Read the list below. See if you think TfL is really making London's killer junctions safer for cycling?

I think this reads like a list of feeble platitudes. Most of these safety changes are just tiny bits of tinkering here and there. And the design of some fo the new cycle super highways is simply farcical. For example, at Vauxhall, you'll be expected to cycle directly across five lanes of traffic into the far right lane. Hardly safe cycling design is it?

Nothing is really being done to make it safer to cycle through London's killer junctions. Have a read of the Mayor and TfL's responses. Do these answers make you feel that the Mayor is taking cycling seriously or does it make you feel you are being fobbed off with whitewash and that nothing is going to change?

Question No: 2996 / 2011 Valerie Shawcross:

When asked at MQT about the 9.2% increase in cycling accidents in the previous year you referred to the TfL Cycle Safety Action Plan. Has TfL identified within the Cycle Safety Action Plan where and when collisions involving cyclists are most likely to occur?
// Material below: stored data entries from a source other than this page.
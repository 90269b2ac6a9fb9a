//! Durable tracker + cover-letter storage and HTTP fetch utilities for JobBot.

use std::path::{Path, PathBuf};

use thiserror::Error;
use tokio::fs;
use tokio::io::AsyncWriteExt;
use uuid::Uuid;

mod http;
mod letters;
mod tracker;

pub use http::{
    classify_reqwest_error, classify_status, retry_with_backoff, BackoffPolicy, FetchError,
    FetchedResponse, HttpClientConfig, HttpFetcher, RetryDisposition,
};
pub use letters::{cover_letter_file_name, LetterStore};
pub use tracker::{TrackerStore, TRACKER_COLUMNS};

pub const CRATE_NAME: &str = "jobbot-storage";

#[derive(Debug, Error)]
pub enum StoreError {
    #[error("failed to read {}: {reason}", path.display())]
    Read { path: PathBuf, reason: String },
    #[error("failed to write {}", path.display())]
    Write {
        path: PathBuf,
        #[source]
        source: std::io::Error,
    },
    #[error("failed to encode tracker rows")]
    Encode(#[from] csv::Error),
}

/// Replace `path` with `bytes` via a temp file in the same directory and a rename.
/// On any failure the previous file at `path` is left untouched.
pub async fn write_atomic(path: &Path, bytes: &[u8]) -> Result<(), StoreError> {
    let write_err = |source: std::io::Error| StoreError::Write {
        path: path.to_path_buf(),
        source,
    };

    let parent = match path.parent() {
        Some(parent) if !parent.as_os_str().is_empty() => parent.to_path_buf(),
        _ => PathBuf::from("."),
    };
    fs::create_dir_all(&parent).await.map_err(write_err)?;

    let file_name = path
        .file_name()
        .map(|n| n.to_string_lossy().to_string())
        .unwrap_or_else(|| "artifact".to_string());
    let temp_path = parent.join(format!(".{file_name}.{}.tmp", Uuid::new_v4()));

    let result = async {
        let mut file = fs::OpenOptions::new()
            .create_new(true)
            .write(true)
            .open(&temp_path)
            .await?;
        file.write_all(bytes).await?;
        file.flush().await?;
        file.sync_all().await?;
        drop(file);
        fs::rename(&temp_path, path).await
    }
    .await;

    if let Err(err) = result {
        let _ = fs::remove_file(&temp_path).await;
        return Err(write_err(err));
    }
    Ok(())
}

#[cfg(test)]
mod tests {
    use super::*;
    use tempfile::tempdir;

    #[tokio::test]
    async fn atomic_write_replaces_existing_file_and_leaves_no_temp() {
        let dir = tempdir().expect("tempdir");
        let target = dir.path().join("nested").join("tracker.csv");

        write_atomic(&target, b"first").await.expect("first write");
        write_atomic(&target, b"second").await.expect("second write");

        assert_eq!(std::fs::read(&target).unwrap(), b"second");
        let leftovers = std::fs::read_dir(target.parent().unwrap())
            .unwrap()
            .filter_map(|e| e.ok())
            .filter(|e| e.file_name().to_string_lossy().ends_with(".tmp"))
            .count();
        assert_eq!(leftovers, 0);
    }

    #[tokio::test]
    async fn failed_rename_keeps_previous_contents_and_removes_temp() {
        let dir = tempdir().expect("tempdir");
        // The target holds prior data as a non-empty directory, so the temp file
        // is written and the final rename over it fails.
        let target = dir.path().join("tracker.csv");
        std::fs::create_dir_all(&target).unwrap();
        std::fs::write(target.join("rows"), b"previous").unwrap();

        let err = write_atomic(&target, b"new").await.unwrap_err();

        assert!(matches!(err, StoreError::Write { ref path, .. } if path == &target));
        assert_eq!(std::fs::read(target.join("rows")).unwrap(), b"previous");
        let leftovers = std::fs::read_dir(dir.path())
            .unwrap()
            .filter_map(|e| e.ok())
            .filter(|e| e.file_name().to_string_lossy().ends_with(".tmp"))
            .count();
        assert_eq!(leftovers, 0);
    }
}
//! Volatility targeting.
//!
//! scale[i] = signal[i] * target / max(std(returns[i-n..i], ddof=1) * sqrt(252), eps)
//!
//! The window ends at i-1, so bar i is sized only on returns already realized.
//! Unlike the windowed indicators there is no dropped warm-up: for i < n the
//! realized vol is taken as eps and the output is a defined but huge scale.
//! Callers are expected to cap it (see `RiskConfig`).

use crate::domain::series::{ensure_same_len, sample_std};
use crate::domain::{SeriesError, EPSILON, TRADING_DAYS};

pub fn vol_target(
    target: f64,
    signal: &[f64],
    returns: &[f64],
    lookback: usize,
) -> Result<Vec<f64>, SeriesError> {
    ensure_same_len(signal, returns)?;
    if lookback == 0 {
        return Err(SeriesError::InvalidWindow {
            window: lookback,
            len: returns.len(),
        });
    }
    let annualize = TRADING_DAYS.sqrt();
    Ok(signal
        .iter()
        .enumerate()
        .map(|(i, s)| {
            let realized = if i < lookback {
                EPSILON
            } else {
                (sample_std(&returns[i - lookback..i]) * annualize).max(EPSILON)
            };
            s * target / realized
        })
        .collect())
}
Please publish a table showing the ten most dangerous locations to cyclists in London, say which is the highways authority at that location and what actions TfL are taking to reduce the dangers to cyclists at each?.


Written response from the Mayor:
The locations with the highest number of cycle collisions in the GLA area between 2008 and 2010 are shown in the table below. These are on some of the busiest cycle routes in London and, as such, the number of collisions is generally proportionate to the number of cyclists in these locations. No fatal collisions occurred at any of these locations and at least 85 per cent of the collisions at all ten locations resulted in slight injuries, which did not require hospital treatment.

The table below indicates the specific infrastructure improvements which are taking place at each location. However, infrastructure improvements alone are not enough to improve cycle safety as collisions involving cyclists are not always concentrated at particular locations. TfL is therefore working with the London boroughs and the Cycle Safety Working Group to deliver other safety improvements such as education campaigns, better vehicle safety technology for freight vehicles and cycle training.

Location Borough Highway Authority Action being taken

1. St. George's Road/London Road/ Elephant & Castle Junction Southwark TfL An alternative route for cyclists was implemented at this location as part of Cycle Superhighway 7.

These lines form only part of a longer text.